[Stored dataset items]
· · · · · · ·

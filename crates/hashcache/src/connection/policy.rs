//! Reconnect policy for the shared store connection.

use std::time::Duration;

/// Why a connection attempt failed
#[derive(Debug, Clone, Copy, PartialEq, Eq)]
pub enum FailureKind {
    /// The server actively refused the connection
    Refused,
    /// Any other transport failure (timeout, reset, dropped link)
    Transport,
}

/// Reconnect bookkeeping, carried across attempts
#[derive(Debug, Clone, Copy, Default, PartialEq, Eq)]
pub struct RetryState {
    /// Attempt number within the current outage, starting at 1
    pub attempt: u32,
    /// Sum of the delays scheduled during the current outage
    pub total_retry_time: Duration,
    /// Successful connections over the handle's lifetime
    pub times_connected: u32,
}

impl RetryState {
    /// Record a successful connection and close the current outage.
    pub fn on_connected(&mut self) {
        self.times_connected = self.times_connected.saturating_add(1);
        self.attempt = 0;
        self.total_retry_time = Duration::ZERO;
    }

    /// Record a failed attempt; returns the attempt number.
    pub fn on_failure(&mut self) -> u32 {
        self.attempt = self.attempt.saturating_add(1);
        self.attempt
    }

    /// Account for a scheduled retry delay.
    pub fn on_scheduled(&mut self, delay: Duration) {
        self.total_retry_time = self.total_retry_time.saturating_add(delay);
    }
}

/// Why the manager stopped reconnecting
#[derive(Debug, Clone, Copy, PartialEq, Eq)]
pub enum StopReason {
    Refused,
    RetryTimeExhausted,
    MaxReconnects,
}

impl StopReason {
    #[must_use]
    pub const fn describe(self) -> &'static str {
        match self {
            Self::Refused => "connection refused",
            Self::RetryTimeExhausted => "retry time exhausted",
            Self::MaxReconnects => "maximum number of reconnects reached",
        }
    }
}

impl std::fmt::Display for StopReason {
    fn fmt(&self, f: &mut std::fmt::Formatter<'_>) -> std::fmt::Result {
        f.write_str(self.describe())
    }
}

/// Outcome of consulting the policy after a failure
#[derive(Debug, Clone, Copy, PartialEq, Eq)]
pub enum ReconnectDecision {
    RetryAfter(Duration),
    Stop(StopReason),
}

/// Bounded reconnect policy.
///
/// The delay for attempt `n` is `max(n * delay_step, delay_floor)`, so with
/// the defaults every retry waits 30 s until attempt 300.
#[derive(Debug, Clone, Copy, PartialEq, Eq)]
pub struct ReconnectPolicy {
    /// Give up once the scheduled delays of one outage exceed this
    pub max_retry_time: Duration,
    /// Give up once the handle has connected more than this many times
    pub max_times_connected: u32,
    pub delay_step: Duration,
    pub delay_floor: Duration,
}

impl Default for ReconnectPolicy {
    fn default() -> Self {
        Self {
            max_retry_time: Duration::from_secs(60 * 60),
            max_times_connected: 100,
            delay_step: Duration::from_millis(100),
            delay_floor: Duration::from_secs(30),
        }
    }
}

impl ReconnectPolicy {
    /// Delay before the given attempt
    #[must_use]
    pub fn delay_for(&self, attempt: u32) -> Duration {
        self.delay_step.saturating_mul(attempt).max(self.delay_floor)
    }

    /// Decide what to do after a failure.
    ///
    /// Checks run in order: refusal, cumulative retry time, connect count.
    #[must_use]
    pub fn decide(&self, state: &RetryState, failure: FailureKind) -> ReconnectDecision {
        if failure == FailureKind::Refused {
            return ReconnectDecision::Stop(StopReason::Refused);
        }
        if state.total_retry_time > self.max_retry_time {
            return ReconnectDecision::Stop(StopReason::RetryTimeExhausted);
        }
        if state.times_connected > self.max_times_connected {
            return ReconnectDecision::Stop(StopReason::MaxReconnects);
        }
        ReconnectDecision::RetryAfter(self.delay_for(state.attempt))
    }
}

#[cfg(test)]
mod tests {
    use super::*;

    #[test]
    fn test_refused_stops_immediately() {
        let policy = ReconnectPolicy::default();
        let state = RetryState {
            attempt: 1,
            ..Default::default()
        };
        assert_eq!(
            policy.decide(&state, FailureKind::Refused),
            ReconnectDecision::Stop(StopReason::Refused)
        );
    }

    #[test]
    fn test_retry_time_ceiling() {
        let policy = ReconnectPolicy::default();
        let state = RetryState {
            attempt: 121,
            total_retry_time: Duration::from_secs(3601),
            times_connected: 1,
        };
        assert_eq!(
            policy.decide(&state, FailureKind::Transport),
            ReconnectDecision::Stop(StopReason::RetryTimeExhausted)
        );

        let at_limit = RetryState {
            total_retry_time: Duration::from_secs(3600),
            ..state
        };
        assert!(matches!(
            policy.decide(&at_limit, FailureKind::Transport),
            ReconnectDecision::RetryAfter(_)
        ));
    }

    #[test]
    fn test_connect_count_ceiling() {
        let policy = ReconnectPolicy::default();
        let state = RetryState {
            attempt: 1,
            total_retry_time: Duration::ZERO,
            times_connected: 101,
        };
        assert_eq!(
            policy.decide(&state, FailureKind::Transport),
            ReconnectDecision::Stop(StopReason::MaxReconnects)
        );
    }

    #[test]
    fn test_delay_curve() {
        let policy = ReconnectPolicy::default();
        assert_eq!(policy.delay_for(1), Duration::from_secs(30));
        assert_eq!(policy.delay_for(300), Duration::from_secs(30));
        assert_eq!(policy.delay_for(301), Duration::from_millis(30_100));

        let tuned = ReconnectPolicy {
            delay_floor: Duration::from_millis(50),
            ..policy
        };
        assert_eq!(tuned.delay_for(3), Duration::from_millis(300));
    }

    #[test]
    fn test_state_bookkeeping() {
        let mut state = RetryState::default();
        assert_eq!(state.on_failure(), 1);
        state.on_scheduled(Duration::from_secs(30));
        assert_eq!(state.on_failure(), 2);
        state.on_scheduled(Duration::from_secs(30));
        assert_eq!(state.total_retry_time, Duration::from_secs(60));

        state.on_connected();
        assert_eq!(state.attempt, 0);
        assert_eq!(state.total_retry_time, Duration::ZERO);
        assert_eq!(state.times_connected, 1);
    }
}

· · · · · · ·

▸ **YOUR INSTRUCTIONS**
Wherever the string "this" occurs in the records, copy the line it is in.

▸ **RESULT**
    /// Give up once the scheduled delays of one outage exceed this
    /// Give up once the handle has connected more than this many times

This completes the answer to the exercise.